//! The `Fleet` struct and its period loop.

use std::sync::Arc;

use lift_core::{EventBus, FleetConfig, Floor, LiftResult, Request, UnitId};
use lift_dispatch::{Dispatcher, RequestSubmitter};
use lift_unit::{TickOutcome, Unit};
use tokio::task::{JoinError, JoinSet};
use tokio::time::MissedTickBehavior;
use tokio_util::sync::CancellationToken;
use tracing::{debug, error, info, trace};

/// What one period did.
#[derive(Debug, Clone, Copy, PartialEq, Eq)]
pub struct PeriodReport {
    /// Zero-based period counter.
    pub period:        u64,
    /// Requests assigned by this period's pass.
    pub assigned:      usize,
    /// Unit ticks spawned (units that were busy are not counted).
    pub ticks_started: usize,
}

/// A running elevator fleet: the dispatcher, its units, and the in-flight
/// unit ticks.
///
/// Create via [`FleetBuilder`][crate::FleetBuilder].  All methods that start
/// ticks spawn Tokio tasks and must be called from inside a runtime.
pub struct Fleet {
    config:     FleetConfig,
    dispatcher: Dispatcher,
    events:     Arc<EventBus>,
    in_flight:  JoinSet<(UnitId, TickOutcome)>,
    period:     u64,
}

impl Fleet {
    pub(crate) fn new(config: FleetConfig, dispatcher: Dispatcher, events: Arc<EventBus>) -> Self {
        Self {
            config,
            dispatcher,
            events,
            in_flight: JoinSet::new(),
            period:    0,
        }
    }

    // ── Accessors ─────────────────────────────────────────────────────────

    pub fn config(&self) -> &FleetConfig {
        &self.config
    }

    pub fn units(&self) -> &[Arc<Unit>] {
        self.dispatcher.units()
    }

    pub fn unit(&self, id: UnitId) -> Option<&Arc<Unit>> {
        self.units().iter().find(|u| u.id() == id)
    }

    /// The shared bus, e.g. to read its failure count.
    pub fn events(&self) -> &Arc<EventBus> {
        &self.events
    }

    /// Number of periods started so far.
    pub fn period(&self) -> u64 {
        self.period
    }

    /// Unit ticks spawned but not yet reaped.
    pub fn in_flight(&self) -> usize {
        self.in_flight.len()
    }

    /// A producer handle for passenger requests.
    pub fn submitter(&self) -> RequestSubmitter {
        self.dispatcher.submitter()
    }

    /// Queue a trip for the next assignment pass.
    pub fn submit(&self, origin: Floor, destination: Floor) -> LiftResult<Request> {
        self.dispatcher.submit(origin, destination)
    }

    // ── Period processing ─────────────────────────────────────────────────

    /// Run one period without waiting for the ticks it starts.
    pub fn start_period(&mut self) -> PeriodReport {
        self.reap_finished();

        let assigned = self.dispatcher.assign_pending().len();

        let mut ticks_started = 0;
        for unit in self.dispatcher.units() {
            if unit.is_busy() {
                continue;
            }
            let unit = Arc::clone(unit);
            self.in_flight.spawn(async move { (unit.id(), unit.tick().await) });
            ticks_started += 1;
        }

        let report = PeriodReport { period: self.period, assigned, ticks_started };
        self.period += 1;
        report
    }

    /// Run one period and wait for every tick it started.
    ///
    /// Useful for tests and deterministic stepping.
    pub async fn step(&mut self) -> PeriodReport {
        let report = self.start_period();
        self.drain().await;
        report
    }

    /// Run periods on the configured cadence until `shutdown` is cancelled,
    /// then wait for in-flight ticks to finish.
    pub async fn run(&mut self, shutdown: CancellationToken) {
        info!(
            units = self.units().len(),
            tick_period_ms = self.config.tick_period_ms,
            "fleet starting"
        );

        let mut interval = tokio::time::interval(self.config.tick_period());
        interval.set_missed_tick_behavior(MissedTickBehavior::Skip);

        loop {
            tokio::select! {
                biased;

                _ = shutdown.cancelled() => break,

                _ = interval.tick() => {
                    let report = self.start_period();
                    debug!(
                        period = report.period,
                        assigned = report.assigned,
                        ticks_started = report.ticks_started,
                        "period"
                    );
                }
            }
        }

        info!(in_flight = self.in_flight.len(), "fleet stopping");
        self.drain().await;
        info!(periods = self.period, "fleet stopped");
    }

    /// Wait for every in-flight tick to complete.
    pub async fn drain(&mut self) {
        while let Some(joined) = self.in_flight.join_next().await {
            log_joined(joined);
        }
    }

    fn reap_finished(&mut self) {
        while let Some(joined) = self.in_flight.try_join_next() {
            log_joined(joined);
        }
    }
}

fn log_joined(joined: Result<(UnitId, TickOutcome), JoinError>) {
    match joined {
        Ok((unit, TickOutcome::Ran(report))) => trace!(unit = %unit, ?report, "tick finished"),
        Ok((unit, TickOutcome::Skipped)) => trace!(unit = %unit, "tick skipped"),
        Err(e) => error!(error = %e, "unit update failed"),
    }
}

impl std::fmt::Debug for Fleet {
    fn fmt(&self, f: &mut std::fmt::Formatter<'_>) -> std::fmt::Result {
        f.debug_struct("Fleet")
            .field("config", &self.config)
            .field("dispatcher", &self.dispatcher)
            .field("in_flight", &self.in_flight.len())
            .field("period", &self.period)
            .finish()
    }
}
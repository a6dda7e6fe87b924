//! `lift-dispatch` — assigns passenger requests to elevator cars.
//!
//! # Crate layout
//!
//! | Module         | Contents                                                     |
//! |----------------|--------------------------------------------------------------|
//! | [`scoring`]    | `EtaScorer` — estimated time for a unit to reach a request   |
//! | [`dispatcher`] | `Dispatcher`, `RequestSubmitter` — unassigned queue + pass  |
//!
//! # Assignment pass
//!
//! Requests arrive from any number of producers through cloned
//! [`RequestSubmitter`]s and wait in a FIFO queue.  A single caller drains it
//! with [`Dispatcher::assign_pending`]: each request is scored against every
//! unit's current snapshot and pushed onto the cheapest unit's queue.  The
//! pass takes `&mut self`, so two passes can never overlap.

pub mod dispatcher;
pub mod scoring;

#[cfg(test)]
mod tests;

pub use dispatcher::{Dispatcher, RequestSubmitter};
pub use scoring::EtaScorer;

■ THE TASK:
Every line from the one containing "pub mod dispatcher;" to the end of the entries must be set down exactly, with none omitted and none added.

■ REPLY TO THE EXERCISE:
pub mod dispatcher;
pub mod scoring;

#[cfg(test)]
mod tests;

pub use dispatcher::{Dispatcher, RequestSubmitter};
pub use scoring::EtaScorer;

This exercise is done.